|M.Sc Student||Netanel Viner|
|Subject||Multiphysics Modeling of Smooth Muscle Contraction|
|Department||Department of Civil and Environmental Engineering||Supervisor||Professor Jabareen Mahmood|
|Full Thesis text|
Smooth muscles play a major role in the proper function of hollow organs, particularly in blood vessels. Generally speaking, the process which leads to smooth muscle contraction is governed by an electro-chemo-mechanical chain of actions. A signal is sent from the nervous system to a specific muscle cell or group of cells, causes membrane depolarization and ion exchange of different materials, first and foremost calcium. Increase in intracellular calcium allow muscle fibres actin and myosin to slide over each other through myosin heads power strokes. In this manner the entire muscle cell contracts.

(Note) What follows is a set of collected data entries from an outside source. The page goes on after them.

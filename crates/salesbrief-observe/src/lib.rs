//! Observability setup for salesbrief: structured logging with optional
//! OpenTelemetry span export.

pub mod tracing_setup;
//! Envelope response format for the JSON API.
//!
//! ```json
//! {
//!   "data": { ... },
//!   "meta": { "request_id": "...", "timestamp": "...", "response_time_ms": 5 },
//!   "errors": [],
//!   "_links": { "self": "..." }
//! }
//! ```

use std::collections::HashMap;

use axum::http::StatusCode;
use axum::response::{IntoResponse, Response};
use serde::Serialize;

/// Envelope wrapping every JSON API response.
#[derive(Debug, Serialize)]
pub struct ApiResponse<T: Serialize> {
    #[serde(skip_serializing_if = "Option::is_none")]
    pub data: Option<T>,

    pub meta: ApiMeta,

    #[serde(skip_serializing_if = "Vec::is_empty")]
    pub errors: Vec<ApiErrorDetail>,

    #[serde(rename = "_links", skip_serializing_if = "HashMap::is_empty")]
    pub links: HashMap<String, String>,

    /// HTTP status used when this envelope is turned into a response.
    #[serde(skip)]
    pub status: StatusCode,
}

/// Metadata included in every response.
#[derive(Debug, Serialize)]
pub struct ApiMeta {
    pub request_id: String,
    /// RFC 3339 timestamp of the response.
    pub timestamp: String,
    pub response_time_ms: u64,
}

/// Individual error detail.
#[derive(Debug, Serialize)]
pub struct ApiErrorDetail {
    /// Machine-readable error code, e.g. `FILE_TOO_LARGE`.
    pub code: String,
    pub message: String,
}

impl ApiMeta {
    fn now(request_id: String, response_time_ms: u64) -> Self {
        Self {
            request_id,
            timestamp: chrono::Utc::now().to_rfc3339(),
            response_time_ms,
        }
    }
}

impl<T: Serialize> ApiResponse<T> {
    /// Create a success response with data.
    pub fn success(data: T, request_id: String, response_time_ms: u64) -> Self {
        Self {
            data: Some(data),
            meta: ApiMeta::now(request_id, response_time_ms),
            errors: Vec::new(),
            links: HashMap::new(),
            status: StatusCode::OK,
        }
    }

    /// Add a link.
    pub fn with_link(mut self, rel: &str, href: &str) -> Self {
        self.links.insert(rel.to_string(), href.to_string());
        self
    }
}

impl ApiResponse<()> {
    /// Create an error response (no data).
    pub fn error(status: StatusCode, code: &str, message: &str, request_id: String) -> Self {
        Self {
            data: None,
            meta: ApiMeta::now(request_id, 0),
            errors: vec![ApiErrorDetail {
                code: code.to_string(),
                message: message.to_string(),
            }],
            links: HashMap::new(),
            status,
        }
    }
}

impl<T: Serialize> IntoResponse for ApiResponse<T> {
    fn into_response(self) -> Response {
        let body = serde_json::to_string(&self).unwrap_or_else(|_| {
            r#"{"errors":[{"code":"SERIALIZATION_ERROR","message":"Failed to serialize response"}]}"#.to_string()
        });

        (
            self.status,
            [(axum::http::header::CONTENT_TYPE, "application/json")],
            body,
        )
            .into_response()
    }
}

This research thesis is concerned with developing a unified finite element scheme to fully couple smooth muscle electro-chemo-mechanics. In the first phase, a spatio-temporal electro-chemical model was developed for smooth muscle activation. The second phase included development of a spatio-temporal chemo-mechanical model to describe smooth muscle contraction. The emphasis in the chemo-mechanical model was given on proper material description. The last stage included unification of the electro-chemical and chemo-mechanical models into a fully coupled model. The coupled model account for both electrical activation and agonist activation through norepinephrine (NE) and nitric oxide (NO). Calcium release from intracellular storage is considered through the inositol triphosphate receptor and the ryanodine receptor. Cytosolic chemical balance is considered for the following ions: calcium (Ca2) sodium (Na), potassium (K), chloride (Cl-). Interaction between adjacent cells is obtained by applying the diffusion equation considering cell to cell conductance. Material description accounts for both passive and active tissues with specific description of the fibres' mean orientation and statistical dispersion. Due to the incompressible nature of biological tissues, the three field mixed formulation was applied in order to preserve the physical behavior while avoiding phenomena such as volumetric locking. The fully coupled model was implemented into the finite elements framework utilizing a fully implicit approach, which guarantees solution convergence. Each element node in the fully coupled model holds four degrees of freedom, three displacements and one for the electrical potential. The finite elements framework offers the possibility to perform a wide range of simulations for complex geometries. These types of simulations may shed light and yield insights regarding the factors controlling smooth muscle contraction. In addition, the model may be used to perform more complex simulations evolving smooth muscles such as analyzing plaque stability and blood flow regime through coupled fluid structure interaction (FSI).